[Saved data entries]
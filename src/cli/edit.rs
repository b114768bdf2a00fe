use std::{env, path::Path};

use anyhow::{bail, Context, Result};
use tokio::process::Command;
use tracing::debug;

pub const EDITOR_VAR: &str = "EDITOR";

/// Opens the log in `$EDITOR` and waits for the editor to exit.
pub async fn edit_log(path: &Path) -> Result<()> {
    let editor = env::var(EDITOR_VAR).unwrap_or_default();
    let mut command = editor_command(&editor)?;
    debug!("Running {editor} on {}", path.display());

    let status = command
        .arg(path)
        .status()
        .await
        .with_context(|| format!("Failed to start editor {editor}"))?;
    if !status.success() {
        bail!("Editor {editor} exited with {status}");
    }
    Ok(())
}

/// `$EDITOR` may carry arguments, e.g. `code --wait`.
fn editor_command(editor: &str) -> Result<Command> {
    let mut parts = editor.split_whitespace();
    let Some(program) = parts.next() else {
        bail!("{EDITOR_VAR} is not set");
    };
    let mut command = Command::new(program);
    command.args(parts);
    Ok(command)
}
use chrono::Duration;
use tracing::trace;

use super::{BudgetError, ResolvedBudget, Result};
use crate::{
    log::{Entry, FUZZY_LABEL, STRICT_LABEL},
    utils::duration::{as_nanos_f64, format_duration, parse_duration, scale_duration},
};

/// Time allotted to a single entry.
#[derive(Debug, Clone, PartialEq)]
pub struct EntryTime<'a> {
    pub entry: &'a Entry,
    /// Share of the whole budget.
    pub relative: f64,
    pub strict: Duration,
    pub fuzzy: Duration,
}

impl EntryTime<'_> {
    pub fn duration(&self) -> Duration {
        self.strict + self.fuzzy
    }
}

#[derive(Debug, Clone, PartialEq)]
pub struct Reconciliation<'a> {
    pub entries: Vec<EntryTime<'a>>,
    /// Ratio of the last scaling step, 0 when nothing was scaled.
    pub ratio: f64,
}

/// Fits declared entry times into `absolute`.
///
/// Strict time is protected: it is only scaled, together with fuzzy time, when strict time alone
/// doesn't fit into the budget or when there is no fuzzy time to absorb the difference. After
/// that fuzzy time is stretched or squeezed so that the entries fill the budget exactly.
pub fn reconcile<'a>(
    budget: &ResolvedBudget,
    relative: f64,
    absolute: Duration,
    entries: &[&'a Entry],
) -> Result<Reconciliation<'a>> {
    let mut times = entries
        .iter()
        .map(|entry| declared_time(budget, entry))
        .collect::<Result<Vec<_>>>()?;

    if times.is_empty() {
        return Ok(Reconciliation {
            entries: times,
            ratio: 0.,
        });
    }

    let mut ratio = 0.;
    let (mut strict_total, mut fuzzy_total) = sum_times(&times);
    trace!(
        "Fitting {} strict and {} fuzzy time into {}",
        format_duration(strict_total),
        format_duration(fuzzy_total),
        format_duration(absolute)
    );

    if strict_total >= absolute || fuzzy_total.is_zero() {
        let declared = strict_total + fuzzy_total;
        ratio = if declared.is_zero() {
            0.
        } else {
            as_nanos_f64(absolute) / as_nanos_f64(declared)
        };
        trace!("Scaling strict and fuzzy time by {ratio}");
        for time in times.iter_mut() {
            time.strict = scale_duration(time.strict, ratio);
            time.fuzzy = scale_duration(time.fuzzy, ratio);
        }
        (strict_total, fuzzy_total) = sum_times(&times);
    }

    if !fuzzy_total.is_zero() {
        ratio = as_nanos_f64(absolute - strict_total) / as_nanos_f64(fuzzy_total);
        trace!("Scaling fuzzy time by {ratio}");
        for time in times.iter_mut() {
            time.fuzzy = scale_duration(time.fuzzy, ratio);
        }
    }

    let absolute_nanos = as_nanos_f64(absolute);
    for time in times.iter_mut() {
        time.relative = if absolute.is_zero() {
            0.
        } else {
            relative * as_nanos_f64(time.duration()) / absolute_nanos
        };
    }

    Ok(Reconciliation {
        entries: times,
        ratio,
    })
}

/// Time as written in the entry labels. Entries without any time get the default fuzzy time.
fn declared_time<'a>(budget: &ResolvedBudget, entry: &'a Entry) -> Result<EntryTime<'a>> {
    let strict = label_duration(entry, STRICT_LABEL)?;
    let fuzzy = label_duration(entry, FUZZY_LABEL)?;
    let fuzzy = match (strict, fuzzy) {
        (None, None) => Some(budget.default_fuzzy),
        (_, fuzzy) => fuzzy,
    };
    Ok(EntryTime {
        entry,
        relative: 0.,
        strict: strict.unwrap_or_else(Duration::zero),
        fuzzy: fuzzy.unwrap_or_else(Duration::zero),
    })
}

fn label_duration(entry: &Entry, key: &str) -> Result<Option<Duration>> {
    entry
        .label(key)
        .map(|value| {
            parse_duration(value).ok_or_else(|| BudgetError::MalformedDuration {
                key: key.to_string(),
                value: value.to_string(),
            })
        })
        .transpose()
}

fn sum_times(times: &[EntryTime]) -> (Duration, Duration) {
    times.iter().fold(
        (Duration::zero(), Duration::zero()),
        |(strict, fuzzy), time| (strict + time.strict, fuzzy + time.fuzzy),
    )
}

● **Task to complete**:
Lines from the start of the entries through the one containing "carry arguments, e.g." are to be set down again exactly, both ends included.

● **Reply**:
filename src/cli/edit.rs
repository b114768bdf2a00fe
use std::{env, path::Path};

use anyhow::{bail, Context, Result};
use tokio::process::Command;
use tracing::debug;

pub const EDITOR_VAR: &str = "EDITOR";

/// Opens the log in `$EDITOR` and waits for the editor to exit.
pub async fn edit_log(path: &Path) -> Result<()> {
    let editor = env::var(EDITOR_VAR).unwrap_or_default();
    let mut command = editor_command(&editor)?;
    debug!("Running {editor} on {}", path.display());

    let status = command
        .arg(path)
        .status()
        .await
        .with_context(|| format!("Failed to start editor {editor}"))?;
    if !status.success() {
        bail!("Editor {editor} exited with {status}");
    }
    Ok(())
}

/// `$EDITOR` may carry arguments, e.g. `code --wait`.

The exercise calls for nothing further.